# New into FreeBSD



## zux0x3a (Aug 16, 2019)

Hey guys, I am big fan of Linux, UNIX systems, I have tried Gentoo, and I have built my Distro. I come cross FreeBSD to give it a test and it is really the best. But since I have made my own system with desktop environment, files, installed packages. I am wondering how to add these files into my bootable iso so I can install it on other PCs.
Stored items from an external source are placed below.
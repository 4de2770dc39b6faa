//! 骨骼层级与姿态变换

mod geometry;
mod joint;
mod matrix_stack;
mod skeletal_model;

pub use geometry::SkeletonGeometry;
pub use joint::{rotation_matrix, Joint};
pub use matrix_stack::MatrixStack;
pub use skeletal_model::SkeletalModel;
For sure as kernel level, i have grabbed the source into /usr/src . But I don't see any hint about including my files, packages into my new iso for later use. 

Any hint will be very good as start.


----------



## tommiie (Aug 20, 2019)

Why would you want to bake in your custom files onto an ISO? I would just store them on some git or svn server, pull the packages from that respository and install them on your new machines. Either way, once you install thm via the ISO, you would have to update them anyway.


----------



## mast07 (Aug 20, 2019)

Perhaps a glimpse how NomadBSD is doing that helps a bit...


----------



## zux0x3a (Aug 20, 2019)

tommiie said:


> Why would you want to bake in your custom files onto an ISO? I would just store them on some git or svn server, pull the packages from that respository and install them on your new machines. Either way, once you install thm via the ISO, you would have to update them anyway.


until now what i have did , packed all packages into folder /usr/src/release/scripts/dvd/ . but the wondering how to make automated installation for specific pkgs while installing the system , same as extracting port.txz , is there any idea for that


----------



## zux0x3a (Aug 20, 2019)

mast07 said:


> Perhaps a glimpse how NomadBSD is doing that helps a bit...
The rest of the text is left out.